Dance education funding – “Hopes for the Future”

This is the second of three blog posts that will be included, February 9 – 11, describing the dance education residency that took place in December 2016 from a special grant called the “Hopes for the Future” funding. Maine Arts Leadership Initiative (MALI) Teacher Leader and dance educator from Thornton Academy Emma Campbell collaborated and planted a seed and it grew into a dance education opportunity for Maine students. Please note: funding will be available again during 2017. Please watch the blog and the Maine Arts Commission arts education list-serv for information. Thank you to Theresa Cerceo and Charles Michaud for their contributions to this blog post.

img_4626On a chilly Friday night in early December the Wisdom Middle / High School Arts Faculty hosted the Holiday Night of the Arts. The performance was very well attended with the Wisdom High School cafeteria being filled nearly to capacity. The audience was treated to a variety of holiday songs, new and old.
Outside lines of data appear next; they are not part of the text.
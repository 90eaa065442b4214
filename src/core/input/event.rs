//=========================================================================
// Input Event Types
//
// Platform-independent representation of keyboard and mouse input.
//
// Event Flow:
// ```text
// Platform Layer (Winit)
//         ↓
//    InputEvent (this module)
//         ↓
//    StateTracker (edge + level state)
//         ↓
//    InputSystem queries (game / app)
// ```
//
//=========================================================================

//=== Standard Library Imports ============================================

use std::hash::{Hash, Hasher};

//=== MouseButton =========================================================

/// Physical mouse button identifier.
#[derive(Debug, Clone, Copy, PartialEq, Eq, Hash)]
pub enum MouseButton {
    Left,
    Right,
    Middle,
    /// Side, thumb and macro buttons.
    Other,
}

//=== KeyCode =============================================================

/// Physical keyboard key identifier (location, not produced character).
#[derive(Debug, Clone, Copy, PartialEq, Eq, Hash)]
pub enum KeyCode {
    //--- Numeric Keys -----------------------------------------------------
    Digit0, Digit1, Digit2, Digit3, Digit4,
    Digit5, Digit6, Digit7, Digit8, Digit9,

    //--- Alphabetic Keys --------------------------------------------------
    KeyA, KeyB, KeyC, KeyD, KeyE, KeyF, KeyG, KeyH, KeyI,
    KeyJ, KeyK, KeyL, KeyM, KeyN, KeyO, KeyP, KeyQ, KeyR,
    KeyS, KeyT, KeyU, KeyV, KeyW, KeyX, KeyY, KeyZ,

    //--- Arrow Keys -------------------------------------------------------
    ArrowDown,
    ArrowLeft,
    ArrowRight,
    ArrowUp,

    //--- Special Keys -----------------------------------------------------
    Space,
    Enter,
    Escape,
    Tab,
    Backspace,
    Delete,

    /// Keys the platform layer does not map.
    Unidentified,
}

//=== Modifiers ===========================================================

/// Modifier key state. Left/right variants are not distinguished.
#[derive(Debug, Clone, Copy, PartialEq, Eq, Hash, Default)]
pub struct Modifiers {
    pub shift: bool,
    pub ctrl: bool,
    pub alt: bool,
}

impl Modifiers {
    pub const NONE: Self = Self { shift: false, ctrl: false, alt: false };
    pub const SHIFT: Self = Self { shift: true, ctrl: false, alt: false };
    pub const CTRL: Self = Self { shift: false, ctrl: true, alt: false };
    pub const ALT: Self = Self { shift: false, ctrl: false, alt: true };
}

//=== InputEvent ==========================================================

/// Low-level input event from the platform layer.
///
/// Equality and hashing include the key/button and modifiers, except for
/// `MouseMoved`, which compares equal to any other `MouseMoved` so the
/// platform buffer can coalesce cursor motion (last position wins).
#[derive(Debug, Clone)]
pub enum InputEvent {
    KeyDown { key: KeyCode, modifiers: Modifiers },
    KeyUp { key: KeyCode, modifiers: Modifiers },
    MouseButtonDown { button: MouseButton, modifiers: Modifiers },
    MouseButtonUp { button: MouseButton, modifiers: Modifiers },

    /// Cursor position in the window's client area (pixels, top-left origin).
    MouseMoved { x: f32, y: f32 },

    Unidentified,
}

impl InputEvent {
    pub fn key_down(key: KeyCode) -> Self {
        Self::KeyDown { key, modifiers: Modifiers::NONE }
    }

    pub fn key_up(key: KeyCode) -> Self {
        Self::KeyUp { key, modifiers: Modifiers::NONE }
    }
}

impl PartialEq for InputEvent {
    fn eq(&self, other: &Self) -> bool {
        use InputEvent::*;
        match (self, other) {
            (KeyDown { key: a, modifiers: ma }, KeyDown { key: b, modifiers: mb })
            | (KeyUp { key: a, modifiers: ma }, KeyUp { key: b, modifiers: mb }) => {
                a == b && ma == mb
            }
            (
                MouseButtonDown { button: a, modifiers: ma },
                MouseButtonDown { button: b, modifiers: mb },
            )
            | (
                MouseButtonUp { button: a, modifiers: ma },
                MouseButtonUp { button: b, modifiers: mb },
            ) => a == b && ma == mb,
            (MouseMoved { .. }, MouseMoved { .. }) => true,
            (Unidentified, Unidentified) => true,
            _ => false,
        }
    }
}

impl Eq for InputEvent {}

impl Hash for InputEvent {
    fn hash<H: Hasher>(&self, state: &mut H) {
        std::mem::discriminant(self).hash(state);

        match self {
            Self::KeyDown { key, modifiers } | Self::KeyUp { key, modifiers } => {
                key.hash(state);
                modifiers.hash(state);
            }
            Self::MouseButtonDown { button, modifiers }
            | Self::MouseButtonUp { button, modifiers } => {
                button.hash(state);
                modifiers.hash(state);
            }
            // Coordinates are not hashed (consistent with equality)
            _ => {}
        }
    }
}

//=========================================================================
// Unit Tests
//=========================================================================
In addition, SLAM!, the Student Leadership in the Arts Movement, Wisdom’s student led arts advocacy group, created a performance art piece as a form of arts advocacy. The evening included the Pioneer Band, solo performances,  student artwork, and for the first time ever, thanks to the Teaching Artist Dance Grant from the Maine Arts Commission and the Thornton Academy dance program, two dance performances under the direction of teaching artist, John Morris. The students created dance performances were the result of a week-long residency with Mr. Morris. Students worked with Mr. Morris & art educator Ms. Theresa Cerceo to create original dance pieces based on students’ poems around the theme of identity & community.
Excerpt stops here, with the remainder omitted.